[Collected data entries]
☆ ☆ ☆
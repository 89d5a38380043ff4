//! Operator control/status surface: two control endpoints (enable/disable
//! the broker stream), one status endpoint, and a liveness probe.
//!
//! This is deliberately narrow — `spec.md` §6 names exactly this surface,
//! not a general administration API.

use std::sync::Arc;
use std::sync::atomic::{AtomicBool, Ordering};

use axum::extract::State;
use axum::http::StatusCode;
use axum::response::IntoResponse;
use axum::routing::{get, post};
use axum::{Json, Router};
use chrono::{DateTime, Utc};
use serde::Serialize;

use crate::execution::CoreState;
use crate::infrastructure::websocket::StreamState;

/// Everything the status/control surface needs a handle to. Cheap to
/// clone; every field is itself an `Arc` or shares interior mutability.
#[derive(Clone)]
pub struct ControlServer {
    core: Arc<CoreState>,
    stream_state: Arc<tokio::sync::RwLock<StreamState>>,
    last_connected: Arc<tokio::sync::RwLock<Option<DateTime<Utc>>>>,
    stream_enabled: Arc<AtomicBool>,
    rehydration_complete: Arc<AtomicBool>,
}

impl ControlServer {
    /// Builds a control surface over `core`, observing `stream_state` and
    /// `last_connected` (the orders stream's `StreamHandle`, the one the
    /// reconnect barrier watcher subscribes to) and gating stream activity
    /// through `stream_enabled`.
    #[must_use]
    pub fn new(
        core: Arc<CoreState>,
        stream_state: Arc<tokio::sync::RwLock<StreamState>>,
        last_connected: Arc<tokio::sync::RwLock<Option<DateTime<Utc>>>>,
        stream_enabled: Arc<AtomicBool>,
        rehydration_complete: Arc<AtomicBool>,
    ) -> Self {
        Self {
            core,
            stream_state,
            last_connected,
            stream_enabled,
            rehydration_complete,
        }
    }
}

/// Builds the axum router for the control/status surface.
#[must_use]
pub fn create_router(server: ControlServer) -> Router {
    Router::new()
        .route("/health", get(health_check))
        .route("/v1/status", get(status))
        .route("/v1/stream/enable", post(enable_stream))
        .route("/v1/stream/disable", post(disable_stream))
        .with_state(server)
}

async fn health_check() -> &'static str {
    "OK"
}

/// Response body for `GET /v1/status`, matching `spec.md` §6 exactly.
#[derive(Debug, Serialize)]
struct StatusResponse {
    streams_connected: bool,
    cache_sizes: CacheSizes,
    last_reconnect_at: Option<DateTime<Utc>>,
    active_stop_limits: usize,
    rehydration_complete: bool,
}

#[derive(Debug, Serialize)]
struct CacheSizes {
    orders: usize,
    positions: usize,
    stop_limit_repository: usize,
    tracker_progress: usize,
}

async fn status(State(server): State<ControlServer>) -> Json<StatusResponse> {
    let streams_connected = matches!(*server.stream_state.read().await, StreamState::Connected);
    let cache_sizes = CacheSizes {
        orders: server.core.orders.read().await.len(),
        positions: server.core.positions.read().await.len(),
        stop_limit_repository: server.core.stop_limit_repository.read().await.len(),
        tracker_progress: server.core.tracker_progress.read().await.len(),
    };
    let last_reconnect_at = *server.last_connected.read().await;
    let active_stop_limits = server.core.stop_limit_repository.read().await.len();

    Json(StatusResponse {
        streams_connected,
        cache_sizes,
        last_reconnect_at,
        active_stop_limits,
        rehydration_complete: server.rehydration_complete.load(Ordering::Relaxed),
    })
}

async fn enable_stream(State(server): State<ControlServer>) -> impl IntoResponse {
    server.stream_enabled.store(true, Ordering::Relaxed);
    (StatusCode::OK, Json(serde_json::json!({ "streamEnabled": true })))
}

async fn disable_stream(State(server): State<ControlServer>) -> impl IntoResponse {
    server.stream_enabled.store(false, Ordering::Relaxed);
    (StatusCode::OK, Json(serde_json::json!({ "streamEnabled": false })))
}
☆ ☆ ☆
What you have to do
Write every entry out again. Keep each one exact.

Solution for this task
repository 89d5a38380043ff4
//! Operator control/status surface: two control endpoints (enable/disable
//! the broker stream), one status endpoint, and a liveness probe.
//!
//! This is deliberately narrow — `spec.md` §6 names exactly this surface,
//! not a general administration API.

use std::sync::Arc;
use std::sync::atomic::{AtomicBool, Ordering};

use axum::extract::State;
use axum::http::StatusCode;
use axum::response::IntoResponse;
use axum::routing::{get, post};
use axum::{Json, Router};
use chrono::{DateTime, Utc};
use serde::Serialize;

use crate::execution::CoreState;
use crate::infrastructure::websocket::StreamState;

/// Everything the status/control surface needs a handle to. Cheap to
/// clone; every field is itself an `Arc` or shares interior mutability.
#[derive(Clone)]
pub struct ControlServer {
    core: Arc<CoreState>,
    stream_state: Arc<tokio::sync::RwLock<StreamState>>,
    last_connected: Arc<tokio::sync::RwLock<Option<DateTime<Utc>>>>,
    stream_enabled: Arc<AtomicBool>,
    rehydration_complete: Arc<AtomicBool>,
}

impl ControlServer {
    /// Builds a control surface over `core`, observing `stream_state` and
    /// `last_connected` (the orders stream's `StreamHandle`, the one the
    /// reconnect barrier watcher subscribes to) and gating stream activity
    /// through `stream_enabled`.
    #[must_use]
    pub fn new(
        core: Arc<CoreState>,
        stream_state: Arc<tokio::sync::RwLock<StreamState>>,
        last_connected: Arc<tokio::sync::RwLock<Option<DateTime<Utc>>>>,
        stream_enabled: Arc<AtomicBool>,
        rehydration_complete: Arc<AtomicBool>,
    ) -> Self {
        Self {
            core,
            stream_state,
            last_connected,
            stream_enabled,
            rehydration_complete,
        }
    }
}

/// Builds the axum router for the control/status surface.
#[must_use]
pub fn create_router(server: ControlServer) -> Router {
    Router::new()
        .route("/health", get(health_check))
        .route("/v1/status", get(status))
        .route("/v1/stream/enable", post(enable_stream))
        .route("/v1/stream/disable", post(disable_stream))
        .with_state(server)
}

async fn health_check() -> &'static str {
    "OK"
}

/// Response body for `GET /v1/status`, matching `spec.md` §6 exactly.
#[derive(Debug, Serialize)]
struct StatusResponse {
    streams_connected: bool,
    cache_sizes: CacheSizes,
    last_reconnect_at: Option<DateTime<Utc>>,
    active_stop_limits: usize,
    rehydration_complete: bool,
}

#[derive(Debug, Serialize)]
struct CacheSizes {
    orders: usize,
    positions: usize,
    stop_limit_repository: usize,
    tracker_progress: usize,
}

async fn status(State(server): State<ControlServer>) -> Json<StatusResponse> {
    let streams_connected = matches!(*server.stream_state.read().await, StreamState::Connected);
    let cache_sizes = CacheSizes {
        orders: server.core.orders.read().await.len(),
        positions: server.core.positions.read().await.len(),
        stop_limit_repository: server.core.stop_limit_repository.read().await.len(),
        tracker_progress: server.core.tracker_progress.read().await.len(),
    };
    let last_reconnect_at = *server.last_connected.read().await;
    let active_stop_limits = server.core.stop_limit_repository.read().await.len();

    Json(StatusResponse {
        streams_connected,
        cache_sizes,
        last_reconnect_at,
        active_stop_limits,
        rehydration_complete: server.rehydration_complete.load(Ordering::Relaxed),
    })
}

async fn enable_stream(State(server): State<ControlServer>) -> impl IntoResponse {
    server.stream_enabled.store(true, Ordering::Relaxed);
    (StatusCode::OK, Json(serde_json::json!({ "streamEnabled": true })))
}

async fn disable_stream(State(server): State<ControlServer>) -> impl IntoResponse {
    server.stream_enabled.store(false, Ordering::Relaxed);
    (StatusCode::OK, Json(serde_json::json!({ "streamEnabled": false })))
}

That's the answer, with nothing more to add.